Task goal:
Until the line containing "It never mutates" has been reproduced, keep reproducing each line of the material below exactly, starting with the first.

Data listing:
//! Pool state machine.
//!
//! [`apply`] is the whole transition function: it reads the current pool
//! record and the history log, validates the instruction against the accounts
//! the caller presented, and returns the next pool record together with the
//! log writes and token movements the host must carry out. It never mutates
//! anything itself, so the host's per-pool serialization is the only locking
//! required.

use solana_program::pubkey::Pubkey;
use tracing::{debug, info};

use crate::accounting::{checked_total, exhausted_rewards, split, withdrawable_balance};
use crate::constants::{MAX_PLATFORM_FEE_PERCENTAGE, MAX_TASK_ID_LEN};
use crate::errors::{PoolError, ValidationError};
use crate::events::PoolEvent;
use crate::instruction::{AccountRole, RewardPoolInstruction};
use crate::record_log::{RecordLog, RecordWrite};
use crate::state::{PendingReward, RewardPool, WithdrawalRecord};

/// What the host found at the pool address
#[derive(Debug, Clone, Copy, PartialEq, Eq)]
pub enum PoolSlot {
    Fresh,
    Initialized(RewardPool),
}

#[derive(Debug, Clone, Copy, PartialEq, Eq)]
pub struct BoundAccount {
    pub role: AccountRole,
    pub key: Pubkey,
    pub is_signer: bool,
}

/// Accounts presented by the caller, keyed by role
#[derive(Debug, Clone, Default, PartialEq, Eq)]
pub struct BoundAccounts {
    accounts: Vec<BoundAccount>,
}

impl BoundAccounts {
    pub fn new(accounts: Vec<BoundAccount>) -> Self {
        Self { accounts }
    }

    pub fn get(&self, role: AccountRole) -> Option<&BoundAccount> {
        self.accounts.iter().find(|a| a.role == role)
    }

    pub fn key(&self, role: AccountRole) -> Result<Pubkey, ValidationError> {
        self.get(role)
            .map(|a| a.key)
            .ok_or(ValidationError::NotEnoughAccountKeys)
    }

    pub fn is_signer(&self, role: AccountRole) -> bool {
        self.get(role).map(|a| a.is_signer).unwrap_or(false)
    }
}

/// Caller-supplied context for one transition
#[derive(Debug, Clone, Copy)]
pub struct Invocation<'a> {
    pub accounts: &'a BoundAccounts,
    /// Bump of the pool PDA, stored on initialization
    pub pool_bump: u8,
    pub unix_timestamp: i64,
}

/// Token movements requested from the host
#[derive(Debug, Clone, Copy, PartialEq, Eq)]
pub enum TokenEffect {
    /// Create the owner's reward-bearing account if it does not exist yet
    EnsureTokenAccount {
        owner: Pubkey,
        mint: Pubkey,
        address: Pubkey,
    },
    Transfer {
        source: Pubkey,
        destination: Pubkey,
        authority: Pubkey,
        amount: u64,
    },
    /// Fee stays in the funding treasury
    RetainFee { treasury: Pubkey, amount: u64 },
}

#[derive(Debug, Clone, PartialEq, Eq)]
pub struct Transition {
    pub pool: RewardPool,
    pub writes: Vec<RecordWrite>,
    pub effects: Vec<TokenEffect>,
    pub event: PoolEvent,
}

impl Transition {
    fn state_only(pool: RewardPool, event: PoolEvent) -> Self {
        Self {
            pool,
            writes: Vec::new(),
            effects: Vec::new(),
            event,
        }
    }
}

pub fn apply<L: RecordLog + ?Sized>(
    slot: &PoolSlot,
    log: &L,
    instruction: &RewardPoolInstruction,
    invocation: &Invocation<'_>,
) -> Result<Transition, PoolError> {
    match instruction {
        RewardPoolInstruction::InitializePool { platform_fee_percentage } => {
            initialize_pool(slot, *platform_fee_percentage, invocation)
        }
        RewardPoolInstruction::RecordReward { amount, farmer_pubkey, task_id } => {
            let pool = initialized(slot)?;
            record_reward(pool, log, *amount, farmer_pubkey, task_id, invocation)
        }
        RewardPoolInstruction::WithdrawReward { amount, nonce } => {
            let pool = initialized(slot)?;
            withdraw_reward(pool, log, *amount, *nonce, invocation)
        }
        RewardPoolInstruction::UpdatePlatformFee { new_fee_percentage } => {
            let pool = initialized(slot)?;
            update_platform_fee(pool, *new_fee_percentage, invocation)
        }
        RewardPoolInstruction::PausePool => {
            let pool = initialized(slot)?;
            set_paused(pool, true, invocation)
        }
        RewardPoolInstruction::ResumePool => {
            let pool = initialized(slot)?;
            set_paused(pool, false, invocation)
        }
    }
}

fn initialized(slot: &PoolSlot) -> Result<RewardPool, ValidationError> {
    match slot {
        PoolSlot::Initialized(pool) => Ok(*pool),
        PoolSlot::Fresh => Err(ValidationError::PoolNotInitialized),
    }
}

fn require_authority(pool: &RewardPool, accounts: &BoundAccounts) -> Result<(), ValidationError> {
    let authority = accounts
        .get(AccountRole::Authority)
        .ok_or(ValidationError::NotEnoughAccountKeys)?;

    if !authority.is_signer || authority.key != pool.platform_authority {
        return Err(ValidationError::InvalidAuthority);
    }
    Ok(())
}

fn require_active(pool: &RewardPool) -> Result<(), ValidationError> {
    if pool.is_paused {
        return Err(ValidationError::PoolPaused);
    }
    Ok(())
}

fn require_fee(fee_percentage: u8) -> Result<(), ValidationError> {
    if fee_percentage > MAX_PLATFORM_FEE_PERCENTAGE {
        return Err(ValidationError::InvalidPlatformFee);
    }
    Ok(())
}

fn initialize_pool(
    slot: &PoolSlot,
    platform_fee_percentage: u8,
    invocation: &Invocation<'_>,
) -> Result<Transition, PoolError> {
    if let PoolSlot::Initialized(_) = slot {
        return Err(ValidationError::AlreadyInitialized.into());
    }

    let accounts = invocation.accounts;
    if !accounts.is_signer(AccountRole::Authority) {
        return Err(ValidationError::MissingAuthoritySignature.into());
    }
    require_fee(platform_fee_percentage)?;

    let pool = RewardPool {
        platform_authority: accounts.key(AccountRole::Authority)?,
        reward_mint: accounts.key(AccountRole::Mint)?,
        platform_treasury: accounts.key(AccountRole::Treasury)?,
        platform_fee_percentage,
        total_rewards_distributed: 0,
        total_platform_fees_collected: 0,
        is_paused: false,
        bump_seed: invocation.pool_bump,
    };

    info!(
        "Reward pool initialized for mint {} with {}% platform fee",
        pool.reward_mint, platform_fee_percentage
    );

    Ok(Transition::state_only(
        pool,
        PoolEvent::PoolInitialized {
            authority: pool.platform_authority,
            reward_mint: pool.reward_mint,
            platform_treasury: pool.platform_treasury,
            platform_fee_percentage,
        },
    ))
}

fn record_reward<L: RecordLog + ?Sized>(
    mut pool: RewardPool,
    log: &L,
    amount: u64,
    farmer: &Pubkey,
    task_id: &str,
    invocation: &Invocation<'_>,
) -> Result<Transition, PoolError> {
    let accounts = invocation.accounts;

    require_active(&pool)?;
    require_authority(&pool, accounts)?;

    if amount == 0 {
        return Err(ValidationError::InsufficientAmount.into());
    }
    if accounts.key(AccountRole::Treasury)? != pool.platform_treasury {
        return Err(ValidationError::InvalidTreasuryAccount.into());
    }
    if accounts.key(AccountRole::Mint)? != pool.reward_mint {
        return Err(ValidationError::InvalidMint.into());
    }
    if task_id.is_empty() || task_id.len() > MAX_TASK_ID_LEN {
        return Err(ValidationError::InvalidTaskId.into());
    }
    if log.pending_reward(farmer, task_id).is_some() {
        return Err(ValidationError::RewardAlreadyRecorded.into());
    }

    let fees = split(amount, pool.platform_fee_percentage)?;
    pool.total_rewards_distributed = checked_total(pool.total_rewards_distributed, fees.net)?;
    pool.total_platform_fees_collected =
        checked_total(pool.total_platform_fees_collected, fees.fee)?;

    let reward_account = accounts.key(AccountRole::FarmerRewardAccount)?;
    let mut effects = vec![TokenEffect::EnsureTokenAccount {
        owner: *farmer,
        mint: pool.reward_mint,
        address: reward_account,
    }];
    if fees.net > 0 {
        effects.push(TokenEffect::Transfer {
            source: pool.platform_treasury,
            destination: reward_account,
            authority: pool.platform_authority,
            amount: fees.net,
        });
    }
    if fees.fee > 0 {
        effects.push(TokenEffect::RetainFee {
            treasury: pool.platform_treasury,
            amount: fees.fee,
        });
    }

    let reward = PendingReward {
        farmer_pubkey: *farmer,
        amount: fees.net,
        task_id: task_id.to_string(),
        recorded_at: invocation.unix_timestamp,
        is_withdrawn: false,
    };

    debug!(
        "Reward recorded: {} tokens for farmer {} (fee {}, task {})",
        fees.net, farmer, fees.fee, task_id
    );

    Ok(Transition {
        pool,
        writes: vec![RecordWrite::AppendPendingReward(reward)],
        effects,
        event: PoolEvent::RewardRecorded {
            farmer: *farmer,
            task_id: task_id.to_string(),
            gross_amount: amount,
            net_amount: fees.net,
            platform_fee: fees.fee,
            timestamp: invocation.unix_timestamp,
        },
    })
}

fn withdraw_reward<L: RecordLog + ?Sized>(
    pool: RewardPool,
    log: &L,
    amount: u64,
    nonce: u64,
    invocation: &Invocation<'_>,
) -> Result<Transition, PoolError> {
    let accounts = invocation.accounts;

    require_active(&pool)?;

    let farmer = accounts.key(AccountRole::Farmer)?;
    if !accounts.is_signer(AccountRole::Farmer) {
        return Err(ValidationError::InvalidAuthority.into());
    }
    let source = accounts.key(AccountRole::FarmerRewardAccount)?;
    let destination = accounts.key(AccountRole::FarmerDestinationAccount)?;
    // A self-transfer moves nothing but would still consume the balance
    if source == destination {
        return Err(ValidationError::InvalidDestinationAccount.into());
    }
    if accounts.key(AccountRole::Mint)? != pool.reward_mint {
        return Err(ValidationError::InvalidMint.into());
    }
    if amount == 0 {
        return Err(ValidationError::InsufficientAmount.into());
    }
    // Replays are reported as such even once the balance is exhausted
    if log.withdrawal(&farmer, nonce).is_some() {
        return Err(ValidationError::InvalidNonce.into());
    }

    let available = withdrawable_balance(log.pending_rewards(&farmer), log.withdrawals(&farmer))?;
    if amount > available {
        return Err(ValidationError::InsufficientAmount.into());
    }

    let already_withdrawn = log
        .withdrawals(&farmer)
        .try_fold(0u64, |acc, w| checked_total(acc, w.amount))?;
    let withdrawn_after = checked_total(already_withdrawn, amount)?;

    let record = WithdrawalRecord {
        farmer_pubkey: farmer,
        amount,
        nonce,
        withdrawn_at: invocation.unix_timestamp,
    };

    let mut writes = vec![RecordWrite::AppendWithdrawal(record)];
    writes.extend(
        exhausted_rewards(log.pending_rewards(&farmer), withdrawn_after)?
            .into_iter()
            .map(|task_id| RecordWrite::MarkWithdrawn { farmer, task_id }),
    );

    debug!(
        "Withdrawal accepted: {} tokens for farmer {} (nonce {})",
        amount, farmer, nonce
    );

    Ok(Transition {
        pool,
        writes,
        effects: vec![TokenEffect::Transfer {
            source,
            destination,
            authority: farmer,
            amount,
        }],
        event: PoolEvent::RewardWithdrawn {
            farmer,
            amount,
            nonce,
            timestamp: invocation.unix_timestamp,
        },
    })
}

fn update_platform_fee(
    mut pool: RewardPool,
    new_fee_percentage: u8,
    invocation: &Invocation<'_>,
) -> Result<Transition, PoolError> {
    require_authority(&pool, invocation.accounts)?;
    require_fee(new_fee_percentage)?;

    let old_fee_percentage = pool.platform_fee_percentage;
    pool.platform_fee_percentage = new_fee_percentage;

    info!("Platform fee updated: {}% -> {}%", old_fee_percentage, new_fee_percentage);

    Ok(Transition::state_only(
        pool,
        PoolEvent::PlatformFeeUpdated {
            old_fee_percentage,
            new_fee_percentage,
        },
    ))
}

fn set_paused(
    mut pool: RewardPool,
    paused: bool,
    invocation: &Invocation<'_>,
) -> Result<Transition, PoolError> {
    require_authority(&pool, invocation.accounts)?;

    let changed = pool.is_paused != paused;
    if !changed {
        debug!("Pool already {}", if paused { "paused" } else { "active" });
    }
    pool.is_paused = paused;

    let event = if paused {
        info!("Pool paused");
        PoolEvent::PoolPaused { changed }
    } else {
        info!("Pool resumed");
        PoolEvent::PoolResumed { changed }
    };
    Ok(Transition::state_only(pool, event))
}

Task solution:
//! Pool state machine.
//!
//! [`apply`] is the whole transition function: it reads the current pool
//! record and the history log, validates the instruction against the accounts
//! the caller presented, and returns the next pool record together with the
//! log writes and token movements the host must carry out. It never mutates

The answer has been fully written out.